The problem – Your answer is the lines below, exactly, from the one that contains "use std::sync::Arc;" through the one that contains "pub struct SpaceIntentPoint", both included.

[Extracted records]

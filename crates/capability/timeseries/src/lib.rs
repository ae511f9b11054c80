//! # 意图历史存储
//!
//! 编排完成后把空间级意图落入时序存储（measurement `space_intent`），
//! 并支持"最近一次应用的模式"查询，用于状态聚合的模式平局裁决。
//!
//! 写入一律 fire-and-forget：历史存储慢或失败绝不阻塞、
//! 也绝不影响编排主流程的结果。
//!
//! 任何拼入查询的字符串必须先校验（空间 id 必须是 UUID）
//! 并转义（反斜杠在前、引号在后）—— 这是必须保留的纵深防御边界。

mod in_memory;
mod query;

pub use in_memory::InMemoryHistoryStore;
pub use query::{escape_quoted, last_mode_query, validate_uuid};

use async_trait::async_trait;
use hub_telemetry::{record_history_write_failure, record_history_write_success};
use std::sync::Arc;
use tracing::{debug, warn};

/// 历史存储错误。
#[derive(Debug, thiserror::Error)]
pub enum HistoryError {
    #[error("invalid identifier: {0}")]
    InvalidId(String),
    #[error("write error: {0}")]
    Write(String),
    #[error("query error: {0}")]
    Query(String),
}

/// `space_intent` 数据点。
/// tag：spaceId/intentType/status；field：其余。
#[derive(Debug, Clone)]
pub struct SpaceIntentPoint {
    pub space_id: String,
    pub intent_type: String,
    pub status: String,
    pub intent_id: String,
    pub mode: Option<String>,
    pub targets_count: u32,
    pub success_count: u32,
    pub failed_count: u32,
    pub ts_ms: i64,
}

/// 最近一次应用的模式。
#[derive(Debug, Clone)]
pub struct LastAppliedMode {
    pub mode: String,
    pub intent_id: String,
    pub applied_at_ms: i64,
    pub status: String,
}

/// 历史存储接口。
#[async_trait]
pub trait HistoryStore: Send + Sync {
    async fn write_point(&self, point: SpaceIntentPoint) -> Result<(), HistoryError>;

    /// 指定意图类型最近一次成功/部分成功且带模式的记录。
    async fn last_applied_mode(
        &self,
        space_id: &str,
        intent_type: &str,
    ) -> Result<Option<LastAppliedMode>, HistoryError>;

    /// 时间范围内的意图历史（倒序）。
    async fn intent_history(
        &self,
        space_id: &str,
        from_ms: i64,
        to_ms: i64,
    ) -> Result<Vec<SpaceIntentPoint>, HistoryError>;

    async fn delete_space_history(&self, space_id: &str) -> Result<(), HistoryError>;
}

/// 异步落库一次模式变更（fire-and-forget）。
///
/// 零成功目标不落库；状态按 failed 数派生。
pub fn spawn_mode_change_write(
    store: Arc<dyn HistoryStore>,
    space_id: String,
    intent_type: &'static str,
    intent_id: String,
    mode: String,
    targets_count: u32,
    success_count: u32,
    failed_count: u32,
) {
    if success_count == 0 {
        debug!(
            target: "hub.timeseries",
            space_id = %space_id,
            intent_type = intent_type,
            "mode_change_skipped_no_success"
        );
        return;
    }
    let status = if failed_count == 0 {
        "completed_success"
    } else {
        "completed_partial"
    };
    tokio::spawn(async move {
        let point = SpaceIntentPoint {
            space_id: space_id.clone(),
            intent_type: intent_type.to_string(),
            status: status.to_string(),
            intent_id,
            mode: Some(mode),
            targets_count,
            success_count,
            failed_count,
            ts_ms: now_epoch_ms(),
        };
        match store.write_point(point).await {
            Ok(()) => record_history_write_success(),
            Err(err) => {
                record_history_write_failure();
                warn!(
                    target: "hub.timeseries",
                    space_id = %space_id,
                    intent_type = intent_type,
                    error = %err,
                    "mode_change_write_failed"
                );
            }
        }
    });
}

fn now_epoch_ms() -> i64 {
    let now = std::time::SystemTime::now();
    let duration = now
        .duration_since(std::time::UNIX_EPOCH)
        .unwrap_or_default();
    duration.as_millis() as i64
}
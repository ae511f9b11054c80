//! 空间编排与状态 handlers
//!
//! 每个域一对接口：
//! - POST /spaces/{id}/{domain}/intents：执行空间意图，结果以数据返回
//!   （设备级失败不升级为 HTTP 错误）
//! - GET /spaces/{id}/{domain}/state：聚合状态快照
//!
//! 空间不存在统一返回 404 `SPACES.NOT_FOUND`。

use crate::AppState;
use crate::utils::response::{
    history_error, orchestration_error, space_not_found_error, state_error,
};
use api_contract::{ApiResponse, HistoryQuery};
use axum::{
    Json,
    extract::{Path, Query, State},
    http::StatusCode,
    response::{IntoResponse, Response},
};
use hub_orchestration::{ClimateIntent, CoversIntent, LightingIntent, MediaIntent};

/// 缺省历史窗口：最近 24 小时。
const DEFAULT_HISTORY_WINDOW_MS: i64 = 24 * 60 * 60 * 1000;

#[derive(serde::Deserialize)]
pub struct SpacePath {
    pub space_id: String,
}

/// 执行照明意图
pub async fn post_lighting_intent(
    State(state): State<AppState>,
    Path(path): Path<SpacePath>,
    Json(intent): Json<LightingIntent>,
) -> Response {
    match state.lighting.execute(&path.space_id, intent).await {
        Ok(Some(result)) => (StatusCode::OK, Json(ApiResponse::success(result))).into_response(),
        Ok(None) => space_not_found_error(),
        Err(err) => orchestration_error(err),
    }
}

/// 照明聚合状态
pub async fn get_lighting_state(
    State(state): State<AppState>,
    Path(path): Path<SpacePath>,
) -> Response {
    match state.lighting_state.get_state(&path.space_id).await {
        Ok(Some(snapshot)) => {
            (StatusCode::OK, Json(ApiResponse::success(snapshot))).into_response()
        }
        Ok(None) => space_not_found_error(),
        Err(err) => state_error(err),
    }
}

/// 执行温控意图
pub async fn post_climate_intent(
    State(state): State<AppState>,
    Path(path): Path<SpacePath>,
    Json(intent): Json<ClimateIntent>,
) -> Response {
    match state.climate.execute(&path.space_id, intent).await {
        Ok(Some(result)) => (StatusCode::OK, Json(ApiResponse::success(result))).into_response(),
        Ok(None) => space_not_found_error(),
        Err(err) => orchestration_error(err),
    }
}

/// 温控聚合状态
pub async fn get_climate_state(
    State(state): State<AppState>,
    Path(path): Path<SpacePath>,
) -> Response {
    match state.climate_state.get_state(&path.space_id).await {
        Ok(Some(snapshot)) => {
            (StatusCode::OK, Json(ApiResponse::success(snapshot))).into_response()
        }
        Ok(None) => space_not_found_error(),
        Err(err) => state_error(err),
    }
}

/// 执行窗帘意图
pub async fn post_covers_intent(
    State(state): State<AppState>,
    Path(path): Path<SpacePath>,
    Json(intent): Json<CoversIntent>,
) -> Response {
    match state.covers.execute(&path.space_id, intent).await {
        Ok(Some(result)) => (StatusCode::OK, Json(ApiResponse::success(result))).into_response(),
        Ok(None) => space_not_found_error(),
        Err(err) => orchestration_error(err),
    }
}

/// 窗帘聚合状态
pub async fn get_covers_state(
    State(state): State<AppState>,
    Path(path): Path<SpacePath>,
) -> Response {
    match state.covers_state.get_state(&path.space_id).await {
        Ok(Some(snapshot)) => {
            (StatusCode::OK, Json(ApiResponse::success(snapshot))).into_response()
        }
        Ok(None) => space_not_found_error(),
        Err(err) => state_error(err),
    }
}

/// 执行媒体意图
pub async fn post_media_intent(
    State(state): State<AppState>,
    Path(path): Path<SpacePath>,
    Json(intent): Json<MediaIntent>,
) -> Response {
    match state.media.execute(&path.space_id, intent).await {
        Ok(Some(result)) => (StatusCode::OK, Json(ApiResponse::success(result))).into_response(),
        Ok(None) => space_not_found_error(),
        Err(err) => orchestration_error(err),
    }
}

/// 媒体聚合状态
pub async fn get_media_state(
    State(state): State<AppState>,
    Path(path): Path<SpacePath>,
) -> Response {
    match state.media_state.get_state(&path.space_id).await {
        Ok(Some(snapshot)) => {
            (StatusCode::OK, Json(ApiResponse::success(snapshot))).into_response()
        }
        Ok(None) => space_not_found_error(),
        Err(err) => state_error(err),
    }
}

/// 空间意图历史（倒序）
pub async fn get_space_history(
    State(state): State<AppState>,
    Path(path): Path<SpacePath>,
    Query(query): Query<HistoryQuery>,
) -> Response {
    match state.catalog.find_space(&path.space_id).await {
        Ok(Some(_)) => {}
        Ok(None) => return space_not_found_error(),
        Err(err) => return state_error(err.into()),
    }
    let now_ms = now_epoch_ms();
    let from_ms = query.from_ms.unwrap_or(now_ms - DEFAULT_HISTORY_WINDOW_MS);
    let to_ms = query.to_ms.unwrap_or(now_ms);
    match state.history.intent_history(&path.space_id, from_ms, to_ms).await {
        Ok(points) => {
            let data: Vec<serde_json::Value> = points
                .into_iter()
                .map(|point| {
                    serde_json::json!({
                        "intentId": point.intent_id,
                        "intentType": point.intent_type,
                        "status": point.status,
                        "mode": point.mode,
                        "targetsCount": point.targets_count,
                        "successCount": point.success_count,
                        "failedCount": point.failed_count,
                        "tsMs": point.ts_ms,
                    })
                })
                .collect();
            (StatusCode::OK, Json(ApiResponse::success(data))).into_response()
        }
        Err(err) => history_error(err),
    }
}

fn now_epoch_ms() -> i64 {
    std::time::SystemTime::now()
        .duration_since(std::time::UNIX_EPOCH)
        .unwrap_or_default()
        .as_millis() as i64
}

Written solution –
use std::sync::Arc;
use tracing::{debug, warn};

/// 历史存储错误。
#[derive(Debug, thiserror::Error)]
pub enum HistoryError {
    #[error("invalid identifier: {0}")]
    InvalidId(String),
    #[error("write error: {0}")]
    Write(String),
    #[error("query error: {0}")]
    Query(String),
}

/// `space_intent` 数据点。
/// tag：spaceId/intentType/status；field：其余。
#[derive(Debug, Clone)]
pub struct SpaceIntentPoint {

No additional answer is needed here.